Error While Reading Large Excel Files (xlsx) Via Apache POI

jamesT picture jamesT · Oct 23, 2012 · Viewed 24.5k times · Source

I am trying to read large excel files xlsx via Apache POI, say 40-50 MB. I am getting out of memory exception. The current heap memory is 3GB.

I can read smaller excel files without any issues. I need a way to read large excel files and then them back as response via Spring excel view.

public class FetchExcel extends AbstractView {


    @Override
    protected void renderMergedOutputModel(
            Map model, HttpServletRequest request, HttpServletResponse response) 
    throws Exception {

    String fileName = "SomeExcel.xlsx";

    response.setContentType("application/vnd.openxmlformats-officedocument.spreadsheetml.sheet");

    OPCPackage pkg = OPCPackage.open("/someDir/SomeExcel.xlsx");

    XSSFWorkbook workbook = new XSSFWorkbook(pkg);

    ServletOutputStream respOut = response.getOutputStream();

    pkg.close();
    workbook.write(respOut);
    respOut.flush();

    workbook = null;                    

    response.setHeader("Content-disposition", "attachment;filename=\"" +fileName+ "\"");


    }    

}

I first started off using XSSFWorkbook workbook = new XSSFWorkbook(FileInputStream in); but that was costly per Apache POI API, so I switched to OPC package way but still the same effect. I don't need to parse or process the file, just read it and return it.

Answer

O.C. picture O.C. · Nov 1, 2012

Here is an example to read a large xls file using sax parser.

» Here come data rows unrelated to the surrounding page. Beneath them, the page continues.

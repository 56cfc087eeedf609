use chrono::{Days, NaiveDate};
use serde::{Deserialize, Serialize};

use crate::time::{end_of_day, xmltv_timestamp, ClockTime};

/// A single programme slot on a channel.
///
/// `start` and `stop` are XMLTV timestamps (`YYYYMMDDHHMMSS +0800`).
#[derive(Debug, Clone, PartialEq, Eq, Serialize, Deserialize)]
pub struct Programme {
    /// Id of the [`Channel`](crate::Channel) this slot airs on.
    pub channel: String,
    pub start: String,
    pub stop: String,
    pub title: String,
}

impl Programme {
    #[must_use]
    pub fn new(
        channel: impl Into<String>,
        start: impl Into<String>,
        stop: impl Into<String>,
        title: impl Into<String>,
    ) -> Self {
        Self {
            channel: channel.into(),
            start: start.into(),
            stop: stop.into(),
            title: title.into(),
        }
    }

    /// Build a slot from wall-clock start and stop times on `date`.
    ///
    /// A `stop` earlier than `start` crosses midnight and is stamped on the
    /// following date.
    #[must_use]
    pub fn on_date(
        channel: impl Into<String>,
        date: NaiveDate,
        start: ClockTime,
        stop: ClockTime,
        title: impl Into<String>,
    ) -> Self {
        let stop_date = if stop < start {
            date.checked_add_days(Days::new(1)).unwrap_or(date)
        } else {
            date
        };
        Self::new(
            channel,
            xmltv_timestamp(date, start),
            xmltv_timestamp(stop_date, stop),
            title,
        )
    }

    /// Build a slot that runs from `start` until the last second of `date`.
    #[must_use]
    pub fn until_end_of_day(
        channel: impl Into<String>,
        date: NaiveDate,
        start: ClockTime,
        title: impl Into<String>,
    ) -> Self {
        Self::new(channel, xmltv_timestamp(date, start), end_of_day(date), title)
    }
}

#[cfg(test)]
mod tests {
    use super::*;

    fn date() -> NaiveDate {
        NaiveDate::from_ymd_opt(2026, 2, 13).unwrap()
    }

    #[test]
    fn test_programme_on_date() {
        let prog = Programme::on_date(
            "CCTV1",
            date(),
            ClockTime::new(19, 0).unwrap(),
            ClockTime::new(19, 30).unwrap(),
            "新闻联播",
        );
        assert_eq!(prog.channel, "CCTV1");
        assert_eq!(prog.start, "20260213190000 +0800");
        assert_eq!(prog.stop, "20260213193000 +0800");
        assert_eq!(prog.title, "新闻联播");
    }

    #[test]
    fn test_programme_crossing_midnight_stops_next_day() {
        let prog = Programme::on_date(
            "CCTV1",
            date(),
            ClockTime::new(23, 30).unwrap(),
            ClockTime::new(0, 30).unwrap(),
            "午夜剧场",
        );
        assert_eq!(prog.start, "20260213233000 +0800");
        assert_eq!(prog.stop, "20260214003000 +0800");
    }

    #[test]
    fn test_programme_ending_at_24_00_is_not_pushed_twice() {
        let prog = Programme::on_date(
            "CCTV1",
            date(),
            ClockTime::new(23, 30).unwrap(),
            ClockTime::new(24, 0).unwrap(),
            "晚间新闻",
        );
        assert_eq!(prog.stop, "20260214000000 +0800");
    }

    #[test]
    fn test_programme_until_end_of_day() {
        let prog =
            Programme::until_end_of_day("CCTV1", date(), ClockTime::new(23, 5).unwrap(), "晚间新闻");
        assert_eq!(prog.start, "20260213230500 +0800");
        assert_eq!(prog.stop, "20260213235959 +0800");
    }
}
//! Harvest pipeline: source lineup → [`Guide`] → XMLTV file.
//!
//! Channels are fetched one at a time in lineup order so the guide keeps
//! a stable layout between runs. A channel that keeps failing after its
//! retries is left out and recorded in the [`HarvestReport`]; it never
//! aborts the harvest.

use std::path::Path;

use anyhow::{Context, Result};
use backon::Retryable;
use chrono::NaiveDate;

use tvguide_core::{xmltv, Channel, Guide};

use crate::config::{Config, SourceKind};
use crate::error::FetchError;
use crate::source::resilience::retry_policy;
use crate::source::{build_source, GuideSource};

/// Knobs for a single harvest.
#[derive(Debug, Clone, Default)]
pub struct HarvestOptions {
    /// `info-name` / `info-url` stamped on the guide; defaults when `None`.
    pub info: Option<(String, String)>,
    /// Retries per channel after a transient failure.
    pub max_retries: usize,
    /// Restrict the harvest to these channels; empty means the whole lineup.
    pub channels: Vec<String>,
}

impl HarvestOptions {
    #[must_use]
    pub fn from_config(config: &Config) -> Self {
        Self {
            info: Some((config.info_name.clone(), config.info_url.clone())),
            max_retries: config.max_retries,
            channels: Vec::new(),
        }
    }

    #[must_use]
    pub fn with_channels(mut self, channels: Vec<String>) -> Self {
        self.channels = channels;
        self
    }
}

/// A channel left out of the guide, and why.
#[derive(Debug, Clone, PartialEq, Eq)]
pub struct SkippedChannel {
    pub channel: String,
    pub reason: String,
}

/// Outcome counters for a harvest.
#[derive(Debug, Clone, Default, PartialEq, Eq)]
pub struct HarvestReport {
    pub source: String,
    pub date: Option<NaiveDate>,
    /// Channels that made it into the guide.
    pub channels_ok: usize,
    pub programmes: usize,
    pub skipped: Vec<SkippedChannel>,
}

impl HarvestReport {
    #[must_use]
    pub fn is_complete(&self) -> bool {
        self.skipped.is_empty()
    }
}

/// A harvested guide together with its report.
#[derive(Debug, Clone)]
pub struct Harvest {
    pub guide: Guide,
    pub report: HarvestReport,
}

/// Fetch every channel of `source` for `date` and assemble a guide.
pub async fn harvest(source: &dyn GuideSource, date: NaiveDate, options: &HarvestOptions) -> Harvest {
    let mut guide = Guide::new(source.data_from());
    if let Some((name, url)) = &options.info {
        guide = guide.with_info(name.clone(), url.clone());
    }

    let mut report = HarvestReport {
        source: source.name().to_string(),
        date: Some(date),
        ..HarvestReport::default()
    };

    let lineup = source.lineup();
    let wanted: Vec<&str> = if options.channels.is_empty() {
        lineup.clone()
    } else {
        for requested in &options.channels {
            if !lineup.contains(&requested.as_str()) {
                log::warn!("{} is not in the {} lineup", requested, source.name());
                report.skipped.push(SkippedChannel {
                    channel: requested.clone(),
                    reason: format!("not in the {} lineup", source.name()),
                });
            }
        }
        lineup
            .iter()
            .copied()
            .filter(|name| options.channels.iter().any(|c| c == name))
            .collect()
    };

    log::info!(
        "Harvesting {} channels from {} for {}",
        wanted.len(),
        source.name(),
        date
    );

    for channel in wanted {
        let fetched = (move || source.fetch_listing(channel, date))
            .retry(retry_policy(options.max_retries))
            .when(FetchError::is_transient)
            .notify(|err: &FetchError, after| {
                log::warn!("Retrying {} in {:?}: {}", channel, after, err);
            })
            .await;

        match fetched {
            Ok(programmes) => {
                log::debug!("{}: {} programmes", channel, programmes.len());
                report.channels_ok += 1;
                report.programmes += programmes.len();
                guide.push_listing(Channel::named(channel), programmes);
            }
            Err(e) => {
                if e.is_not_found() {
                    log::info!("Skipping {}: {}", channel, e);
                } else {
                    log::warn!("Skipping {}: {}", channel, e);
                }
                report.skipped.push(SkippedChannel {
                    channel: channel.to_string(),
                    reason: e.to_string(),
                });
            }
        }
    }

    log::info!(
        "Harvested {} channels / {} programmes ({} skipped)",
        report.channels_ok,
        report.programmes,
        report.skipped.len()
    );

    Harvest { guide, report }
}

/// Harvest `source` and write the guide to `output`.
pub async fn harvest_to_file(
    source: &dyn GuideSource,
    date: NaiveDate,
    options: &HarvestOptions,
    output: &Path,
) -> Result<Harvest> {
    let result = harvest(source, date, options).await;
    xmltv::write_file(&result.guide, output)
        .with_context(|| format!("Failed to write guide to {}", output.display()))?;
    log::info!("Wrote {}", output.display());
    Ok(result)
}

/// Build the configured source, harvest it, and write the configured output.
pub async fn run(
    config: &Config,
    kind: SourceKind,
    date: NaiveDate,
    channels: Vec<String>,
) -> Result<Harvest> {
    let source = build_source(config, kind)
        .with_context(|| format!("Failed to create {kind} source"))?;
    let options = HarvestOptions::from_config(config).with_channels(channels);
    harvest_to_file(source.as_ref(), date, &options, &config.output_path).await
}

public void parseExcel(File file) throws IOException {

        OPCPackage container;
        try {
            container = OPCPackage.open(file.getAbsolutePath());
            ReadOnlySharedStringsTable strings = new ReadOnlySharedStringsTable(container);
            XSSFReader xssfReader = new XSSFReader(container);
            StylesTable styles = xssfReader.getStylesTable();
            XSSFReader.SheetIterator iter = (XSSFReader.SheetIterator) xssfReader.getSheetsData();
            while (iter.hasNext()) {
                InputStream stream = iter.next();

                processSheet(styles, strings, stream);
                stream.close();
            }
        } catch (InvalidFormatException e) {
            e.printStackTrace();
        } catch (SAXException e) {
            e.printStackTrace();
        } catch (OpenXML4JException e) {
            e.printStackTrace();
        }

}

protected void processSheet(StylesTable styles, ReadOnlySharedStringsTable strings, InputStream sheetInputStream) throws IOException, SAXException {

        InputSource sheetSource = new InputSource(sheetInputStream);
        SAXParserFactory saxFactory = SAXParserFactory.newInstance();
        try {
            SAXParser saxParser = saxFactory.newSAXParser();
            XMLReader sheetParser = saxParser.getXMLReader();
            ContentHandler handler = new XSSFSheetXMLHandler(styles, strings, new SheetContentsHandler() {

            @Override
                public void startRow(int rowNum) {
                }
                @Override
                public void endRow() {
                }
                @Override
                public void cell(String cellReference, String formattedValue) {
                }
                @Override
                public void headerFooter(String text, boolean isHeader, String tagName) {

                }

            }, 
            false//means result instead of formula
            );
            sheetParser.setContentHandler(handler);
            sheetParser.parse(sheetSource);
        } catch (ParserConfigurationException e) {
            throw new RuntimeException("SAX parser appears to be broken - " + e.getMessage());
}